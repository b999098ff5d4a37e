//! Grade-code resolution
//!
//! The student-records system identifies each postable grade by a grade ID
//! scoped to a grading scheme and grading basis. This module maps a student's
//! computed letter grade to that ID:
//!
//! - **Graded** students look up their letter grade directly.
//! - **Pass/Fail** students look up `Pass` or `F`, derived from the letter.
//! - **Audit** students always look up `Audit`.

use serde::{Deserialize, Serialize};
use std::path::Path;
use tracing::debug;

use crate::error::{GradeCodeError, Result};
use crate::types::GradeId;

/// How a registration is graded
#[derive(Clone, Copy, Debug, PartialEq, Eq, Hash, Serialize, Deserialize)]
pub enum GradingBasis {
    /// Letter grades
    #[serde(rename = "Graded")]
    Graded,
    /// Pass or fail
    #[serde(rename = "Pass/Fail")]
    PassFail,
    /// Attendance only
    #[serde(rename = "Audit")]
    Audit,
}

impl GradingBasis {
    /// The basis as the provider spells it
    pub fn as_str(&self) -> &'static str {
        match self {
            GradingBasis::Graded => "Graded",
            GradingBasis::PassFail => "Pass/Fail",
            GradingBasis::Audit => "Audit",
        }
    }

    /// Display grade to look up for a computed letter grade
    pub fn display_key(&self, letter: &str) -> String {
        match self {
            GradingBasis::Graded => letter.trim().to_string(),
            GradingBasis::PassFail => pass_fail_keyword(letter).to_string(),
            GradingBasis::Audit => "Audit".to_string(),
        }
    }
}

impl std::fmt::Display for GradingBasis {
    fn fmt(&self, f: &mut std::fmt::Formatter<'_>) -> std::fmt::Result {
        f.write_str(self.as_str())
    }
}

impl std::str::FromStr for GradingBasis {
    type Err = GradeCodeError;

    fn from_str(s: &str) -> std::result::Result<Self, Self::Err> {
        match s.trim() {
            "Graded" => Ok(GradingBasis::Graded),
            "Pass/Fail" => Ok(GradingBasis::PassFail),
            "Audit" => Ok(GradingBasis::Audit),
            other => Err(GradeCodeError::UnknownBasis(other.to_string())),
        }
    }
}

/// Pass/fail keyword for a letter grade
///
/// C and above pass; C- and below fail. Anything unrecognised maps to
/// `Unknown`, which no grade code row matches.
pub fn pass_fail_keyword(letter: &str) -> &'static str {
    match letter.trim() {
        "A+" | "A" | "A-" | "B+" | "B" | "B-" | "C+" | "C" | "Pass" => "Pass",
        "C-" | "D+" | "D" | "D-" | "F" | "Fail" => "F",
        _ => "Unknown",
    }
}

/// One row of a grading scheme
#[derive(Clone, Debug, PartialEq, Eq, Serialize, Deserialize)]
pub struct GradeCode {
    /// Grading scheme the row belongs to
    pub grading_scheme_id: String,
    /// Grading basis the row applies to
    pub grading_basis: GradingBasis,
    /// Display grade (letter, `Pass`, `F`, `Audit`)
    pub grade_display: String,
    /// Provider grade ID to post
    pub grade_id: GradeId,
}

/// Read model of grading-scheme rows
pub trait GradeCodeLookup {
    /// All rows matching the scheme, basis and display grade
    fn find_grade_codes(
        &self,
        grading_scheme_id: &str,
        basis: GradingBasis,
        grade_display: &str,
    ) -> Vec<GradeCode>;
}

/// Resolve the grade code for a student
///
/// # Errors
/// - [`GradeCodeError::NotFound`] when no row matches
/// - [`GradeCodeError::Ambiguous`] when several rows match
pub fn resolve_grade_code<L>(
    lookup: &L,
    grading_scheme_id: &str,
    basis: GradingBasis,
    letter: &str,
) -> std::result::Result<GradeCode, GradeCodeError>
where
    L: GradeCodeLookup + ?Sized,
{
    let display_key = basis.display_key(letter);
    let mut rows = lookup.find_grade_codes(grading_scheme_id, basis, &display_key);

    match rows.len() {
        0 => Err(GradeCodeError::NotFound {
            scheme: grading_scheme_id.to_string(),
            basis: basis.to_string(),
            display: display_key,
        }),
        1 => {
            let code = rows.remove(0);
            debug!(
                scheme = grading_scheme_id,
                basis = %basis,
                display = %display_key,
                grade_id = %code.grade_id,
                "resolved grade code"
            );
            Ok(code)
        }
        count => Err(GradeCodeError::Ambiguous {
            scheme: grading_scheme_id.to_string(),
            basis: basis.to_string(),
            display: display_key,
            count,
        }),
    }
}

/// In-memory grading-scheme table
#[derive(Clone, Debug, Default, PartialEq, Eq, Serialize, Deserialize)]
#[serde(transparent)]
pub struct GradeSchemeTable {
    rows: Vec<GradeCode>,
}

impl GradeSchemeTable {
    /// Create an empty table
    pub fn new() -> Self {
        Self::default()
    }

    /// Add a row
    pub fn insert(&mut self, code: GradeCode) {
        self.rows.push(code);
    }

    /// Number of rows
    pub fn len(&self) -> usize {
        self.rows.len()
    }

    /// True when the table has no rows
    pub fn is_empty(&self) -> bool {
        self.rows.is_empty()
    }

    /// Parse a JSON array of rows
    pub fn from_json_str(json: &str) -> Result<Self> {
        Ok(serde_json::from_str(json)?)
    }

    /// Read a JSON array of rows from a file
    pub fn from_file(path: impl AsRef<Path>) -> Result<Self> {
        let contents = std::fs::read_to_string(path.as_ref())?;
        Self::from_json_str(&contents)
    }
}

impl FromIterator<GradeCode> for GradeSchemeTable {
    fn from_iter<I: IntoIterator<Item = GradeCode>>(iter: I) -> Self {
        Self {
            rows: iter.into_iter().collect(),
        }
    }
}

impl GradeCodeLookup for GradeSchemeTable {
    fn find_grade_codes(
        &self,
        grading_scheme_id: &str,
        basis: GradingBasis,
        grade_display: &str,
    ) -> Vec<GradeCode> {
        self.rows
            .iter()
            .filter(|row| {
                row.grading_scheme_id == grading_scheme_id
                    && row.grading_basis == basis
                    && row.grade_display == grade_display
            })
            .cloned()
            .collect()
    }
}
# # #
* Directions: Scan the entries above for the string "array" and copy each line containing it.

* Task output:
    /// Parse a JSON array of rows
    /// Read a JSON array of rows from a file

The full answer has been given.